Velon now has rival VENOM group.

 

New Cycling group logo

New Cycling group logo

The lead story over the past week in the world of professional cycling is that the sport is tearing itself apart.

ASO, the organizer of the Tour de France, Paris-Nice and Paris-Roubaix is either angry with the slow implementation of reforms or angry because they’re against all reforms that reduce their power and force a sharing of revenue.

Brian Cookson, the president of the UCI, is  apparently unable to convince his own Management Committee to put the reforms into action. Those proposals are now on hold for the foreseeable future and backroom politics are in force.

The Velon group, comprised of 11 cycling teams, are also pushing hard for financial reform — read, a slice of the financial pie — but have very little leverage over the UCI and ASO. Velon is not going to boycott the biggest races on the calendar unless they plan on losing all their sponsors.

Now, a rumor is spreading that a fourth group has wedged its way into the debate. The newly created VENOM group is headed by Igor Makarov, boss of Russian cycling and non-Velon team Katusha. It also has the support of the European Cycling Union headed by UCI  Management Committee member David Lappartient of France. Renato di Rocco of the Italian federation has also thrown his considerable influence into the new VENOM group.

As of yet, no official statement of the VENOM group’s intent has been made and speculation runs rampant. “I see them as like SPECTRE, the villain organization in the James Bond films,” said Micheal Cillyness, a respected cycling journalist. “VENOM would very much be a clandestine and secretive organization that seeks to destroy the UCI from within and destabilize the efforts of Velon.”

With Brian Cookson now forced into a position of weakness within the UCI and ASO unwilling to outline a public agenda and Velon failing to gain traction, VENOM could very well seize power. It’s a prospect that sends chills up the spines of many within the world of professional cycling.

Former Tour de France champion Greg Lemond sees danger in VENOM. “Look at their name — that tells you all you need to know. They’re evil, they want to destroy things, they’re out to set up a cycling dictatorship,” said Lemond. “I think my house may be bugged.”

Jonathan Vaughters, the head of the Cannonade-Garmin (and a Velon member) is also worried about VENOM’s plans. “I grew up watching Man From Uncle. There is no question that VENOM is like THRUSH,” said Vaughters. “I talked to Wegelius and told him he will have to be our Napoleon Solo or we’re doomed.”

Nefarious or not, VENOM is a powerful organization within professional cycling. In a sport still rocked by doping allegations, financial reform disputes, federation power struggles, poor monetization and weak governance, the appearance of  mysterious and powerful new organization is cause for great concern.
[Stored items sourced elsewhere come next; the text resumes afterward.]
//! # Retry Backoff
//!
//! Per-record exponential backoff plus a token bucket shared by every record.
//!
//! A failing record waits `base * 2^n` (capped at `max`) before its next
//! attempt. The token bucket caps the total reconciliation rate so that many
//! failing records together cannot hammer the API server or the machines.
//! Sequence with the default 1s base and 60s cap: 1s, 2s, 4s, 8s, 16s, 32s, 60s.

use std::sync::Mutex;
use std::time::{Duration, Instant};

/// Exponential backoff calculator
#[derive(Debug, Clone)]
pub struct ExponentialBackoff {
    base: Duration,
    max: Duration,
    attempt: u32,
}

impl ExponentialBackoff {
    /// Create a new backoff with the given first delay and cap
    #[must_use]
    pub fn new(base: Duration, max: Duration) -> Self {
        Self { base, max, attempt: 0 }
    }

    /// Get the next backoff duration and advance the sequence
    pub fn next_backoff(&mut self) -> Duration {
        let delay = Self::calculate_for_error_count(self.attempt, self.base, self.max);
        self.attempt = self.attempt.saturating_add(1);
        delay
    }

    /// Delay for a given number of previous failures (stateless)
    ///
    /// `error_count` 0 yields `base`; each further failure doubles it, up to `max`.
    #[must_use]
    pub fn calculate_for_error_count(error_count: u32, base: Duration, max: Duration) -> Duration {
        let factor = 1u32.checked_shl(error_count.min(31)).unwrap_or(u32::MAX);
        base.checked_mul(factor).map_or(max, |delay| delay.min(max))
    }
}

#[derive(Debug)]
struct Bucket {
    tokens: f64,
    refilled_at: Instant,
}

/// Token bucket shared by every reconciliation
///
/// Holds at most `rate` tokens and refills at `rate` tokens per second.
#[derive(Debug)]
pub struct RateLimiter {
    rate: f64,
    bucket: Mutex<Bucket>,
}

impl RateLimiter {
    /// Limiter admitting `per_second` reconciliations per second, with bursts
    /// of the same size
    #[must_use]
    pub fn new(per_second: u32) -> Self {
        let rate = f64::from(per_second.max(1));
        Self {
            rate,
            bucket: Mutex::new(Bucket {
                tokens: rate,
                refilled_at: Instant::now(),
            }),
        }
    }

    /// Take a token
    ///
    /// Returns `None` when one was available, otherwise how long to wait
    /// until the next one is.
    pub fn acquire(&self) -> Option<Duration> {
        self.acquire_at(Instant::now())
    }

    fn acquire_at(&self, now: Instant) -> Option<Duration> {
        let mut bucket = match self.bucket.lock() {
            Ok(guard) => guard,
            Err(poisoned) => poisoned.into_inner(),
        };
        let elapsed = now.saturating_duration_since(bucket.refilled_at).as_secs_f64();
        bucket.tokens = (bucket.tokens + elapsed * self.rate).min(self.rate);
        bucket.refilled_at = now;

        if bucket.tokens >= 1.0 {
            bucket.tokens -= 1.0;
            None
        } else {
            Some(Duration::from_secs_f64((1.0 - bucket.tokens) / self.rate))
        }
    }
}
Mystery man Makarov, the head of VENOM, has said nothing of the group’s plans or strategy. He bears little physical similarity to Bond villains Dr No, Goldfinger and Raoul Silva — although there is a passing likeness with Le Chiffre.

It remains to be seen how the arrival of VENOM will alter the future of professional cycling. However, there is already an aura of fear and apprehension spreading throughout the peloton.

“This could be a nightmare, doomsday, Night of the Long Knives, evil virus type scenario or maybe nothing at all,” said Vaughters. “At the end of the day, I think we’re all a little bit concerned.”